Exercise details: In the entries that follow, count each line containing "None" and state the total, nothing more.

**********

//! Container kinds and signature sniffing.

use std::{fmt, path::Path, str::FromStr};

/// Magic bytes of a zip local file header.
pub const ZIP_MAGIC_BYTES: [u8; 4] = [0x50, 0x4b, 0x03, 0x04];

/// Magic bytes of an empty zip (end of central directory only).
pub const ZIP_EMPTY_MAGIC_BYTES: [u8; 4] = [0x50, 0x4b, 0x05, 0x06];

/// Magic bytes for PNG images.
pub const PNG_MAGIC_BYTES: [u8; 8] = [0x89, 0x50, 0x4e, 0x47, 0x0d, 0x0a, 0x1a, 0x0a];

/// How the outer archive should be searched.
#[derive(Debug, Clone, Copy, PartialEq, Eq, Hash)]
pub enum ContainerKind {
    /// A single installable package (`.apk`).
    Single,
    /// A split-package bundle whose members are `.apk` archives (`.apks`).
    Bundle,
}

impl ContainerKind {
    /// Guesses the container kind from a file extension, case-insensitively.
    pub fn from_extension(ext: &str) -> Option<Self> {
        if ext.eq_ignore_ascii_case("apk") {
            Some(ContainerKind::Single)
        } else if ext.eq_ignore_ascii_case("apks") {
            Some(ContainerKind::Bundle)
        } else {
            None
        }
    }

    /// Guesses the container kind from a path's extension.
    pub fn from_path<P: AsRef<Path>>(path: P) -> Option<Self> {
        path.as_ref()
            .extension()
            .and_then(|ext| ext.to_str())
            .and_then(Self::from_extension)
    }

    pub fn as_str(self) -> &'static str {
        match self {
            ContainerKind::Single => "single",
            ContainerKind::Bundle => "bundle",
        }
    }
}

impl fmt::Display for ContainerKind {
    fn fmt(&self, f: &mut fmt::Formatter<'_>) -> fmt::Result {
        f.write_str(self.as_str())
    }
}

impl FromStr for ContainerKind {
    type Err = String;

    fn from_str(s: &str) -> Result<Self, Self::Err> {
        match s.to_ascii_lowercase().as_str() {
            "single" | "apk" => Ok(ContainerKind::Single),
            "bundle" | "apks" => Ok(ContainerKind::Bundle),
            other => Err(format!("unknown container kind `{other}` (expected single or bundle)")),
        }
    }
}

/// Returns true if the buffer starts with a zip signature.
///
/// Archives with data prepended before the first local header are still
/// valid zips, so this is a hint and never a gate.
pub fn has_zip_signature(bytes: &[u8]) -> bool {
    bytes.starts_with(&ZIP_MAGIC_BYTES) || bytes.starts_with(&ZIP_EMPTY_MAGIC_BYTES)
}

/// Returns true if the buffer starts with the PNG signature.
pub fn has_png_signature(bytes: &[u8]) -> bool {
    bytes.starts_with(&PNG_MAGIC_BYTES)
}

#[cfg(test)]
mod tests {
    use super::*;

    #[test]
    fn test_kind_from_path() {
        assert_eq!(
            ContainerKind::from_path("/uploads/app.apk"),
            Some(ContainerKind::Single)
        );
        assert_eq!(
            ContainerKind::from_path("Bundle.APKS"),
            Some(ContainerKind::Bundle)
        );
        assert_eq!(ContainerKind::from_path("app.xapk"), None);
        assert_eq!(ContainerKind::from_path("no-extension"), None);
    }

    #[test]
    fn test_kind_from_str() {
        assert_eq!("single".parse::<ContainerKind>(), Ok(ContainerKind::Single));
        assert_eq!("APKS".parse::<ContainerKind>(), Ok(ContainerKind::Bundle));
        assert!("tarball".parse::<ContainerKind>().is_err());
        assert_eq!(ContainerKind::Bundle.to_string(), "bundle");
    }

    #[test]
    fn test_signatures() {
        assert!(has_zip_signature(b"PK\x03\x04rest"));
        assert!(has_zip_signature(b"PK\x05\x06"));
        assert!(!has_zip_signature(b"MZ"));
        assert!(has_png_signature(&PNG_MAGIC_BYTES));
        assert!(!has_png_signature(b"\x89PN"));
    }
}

**********

Written response: 3